---------- RECORDS

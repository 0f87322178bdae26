//! Face type.

use smallvec::SmallVec;
use std::ops::Deref;

#[cfg(feature = "serde")]
use serde::{Deserialize, Serialize};

/// A face as an ordered list of indices into the vertex pool.
///
/// STL is triangle-only, so three indices are stored inline. The ASCII reader
/// closes a face on every `endfacet` with however many `vertex` lines it saw,
/// which means a malformed file can yield faces with fewer or more than three
/// indices. Those are kept as-is; use [`Face::is_triangle`] to detect them.
///
/// # Example
///
/// ```
/// use mesh_types::Face;
///
/// let face = Face::triangle(0, 1, 2);
/// assert!(face.is_triangle());
/// assert_eq!(face.as_triangle(), Some([0, 1, 2]));
/// assert_eq!(face, [0, 1, 2]);
/// ```
#[derive(Debug, Clone, PartialEq, Eq, Hash, Default)]
#[cfg_attr(feature = "serde", derive(Serialize, Deserialize))]
pub struct Face(SmallVec<[u32; 3]>);

impl Face {
    /// Create a triangle face.
    #[inline]
    #[must_use]
    pub fn triangle(a: u32, b: u32, c: u32) -> Self {
        Self(SmallVec::from_buf([a, b, c]))
    }

    /// Create a face from any number of indices, in order.
    #[must_use]
    pub fn from_indices(indices: &[u32]) -> Self {
        Self(SmallVec::from_slice(indices))
    }

    /// Number of corners.
    #[inline]
    #[must_use]
    pub fn len(&self) -> usize {
        self.0.len()
    }

    /// True if the face has no corners at all.
    #[inline]
    #[must_use]
    pub fn is_empty(&self) -> bool {
        self.0.is_empty()
    }

    /// True if the face has exactly three corners.
    #[inline]
    #[must_use]
    pub fn is_triangle(&self) -> bool {
        self.0.len() == 3
    }

    /// The three indices, if this face is a triangle.
    #[must_use]
    pub fn as_triangle(&self) -> Option<[u32; 3]> {
        match self.0.as_slice() {
            &[a, b, c] => Some([a, b, c]),
            _ => None,
        }
    }

    /// Indices as a slice.
    #[inline]
    #[must_use]
    pub fn as_slice(&self) -> &[u32] {
        self.0.as_slice()
    }

    /// Mutable access to the indices.
    #[inline]
    pub fn indices_mut(&mut self) -> &mut [u32] {
        self.0.as_mut_slice()
    }
}

impl Deref for Face {
    type Target = [u32];

    fn deref(&self) -> &[u32] {
        self.0.as_slice()
    }
}

impl From<[u32; 3]> for Face {
    fn from([a, b, c]: [u32; 3]) -> Self {
        Self::triangle(a, b, c)
    }
}

impl PartialEq<[u32; 3]> for Face {
    fn eq(&self, other: &[u32; 3]) -> bool {
        self.0.as_slice() == other.as_slice()
    }
}
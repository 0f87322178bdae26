//! Traits for mesh types.

use crate::{Aabb, Face, Vertex};
use nalgebra::Point3;

/// Read-only view of an indexed mesh.
pub trait MeshTopology {
    /// Get the number of vertices.
    fn vertex_count(&self) -> usize;

    /// Get the number of faces.
    fn face_count(&self) -> usize;

    /// Check if the mesh is empty.
    fn is_empty(&self) -> bool {
        self.vertex_count() == 0 || self.face_count() == 0
    }

    /// Get a vertex by index.
    ///
    /// Returns `None` if the index is out of bounds.
    fn vertex(&self, index: usize) -> Option<&Vertex>;

    /// Get a face by index.
    ///
    /// Returns `None` if the index is out of bounds.
    fn face(&self, index: usize) -> Option<&Face>;

    /// Iterate over all vertices.
    fn vertices(&self) -> impl Iterator<Item = &Vertex>;

    /// Iterate over all faces.
    fn faces(&self) -> impl Iterator<Item = &Face>;
}

/// Trait for types that can compute a bounding box.
pub trait MeshBounds {
    /// Compute the axis-aligned bounding box.
    ///
    /// Returns an empty AABB if the mesh has no vertices.
    fn bounds(&self) -> Aabb;

    /// Compute the bounding box, returning `None` if empty.
    fn bounds_opt(&self) -> Option<Aabb> {
        let b = self.bounds();
        if b.is_empty() {
            None
        } else {
            Some(b)
        }
    }

    /// Get the center of the bounding box.
    fn center(&self) -> Point3<f32> {
        self.bounds().center()
    }
}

--------------------

THE TASK – Your job is to print exactly the lines that run from the top of the entries through the line with "The ASCII reader", and no others.

ANSWER TO THIS PROBLEM –
repository 0f87322178bdae26
//! Face type.

use smallvec::SmallVec;
use std::ops::Deref;

#[cfg(feature = "serde")]
use serde::{Deserialize, Serialize};

/// A face as an ordered list of indices into the vertex pool.
///
/// STL is triangle-only, so three indices are stored inline. The ASCII reader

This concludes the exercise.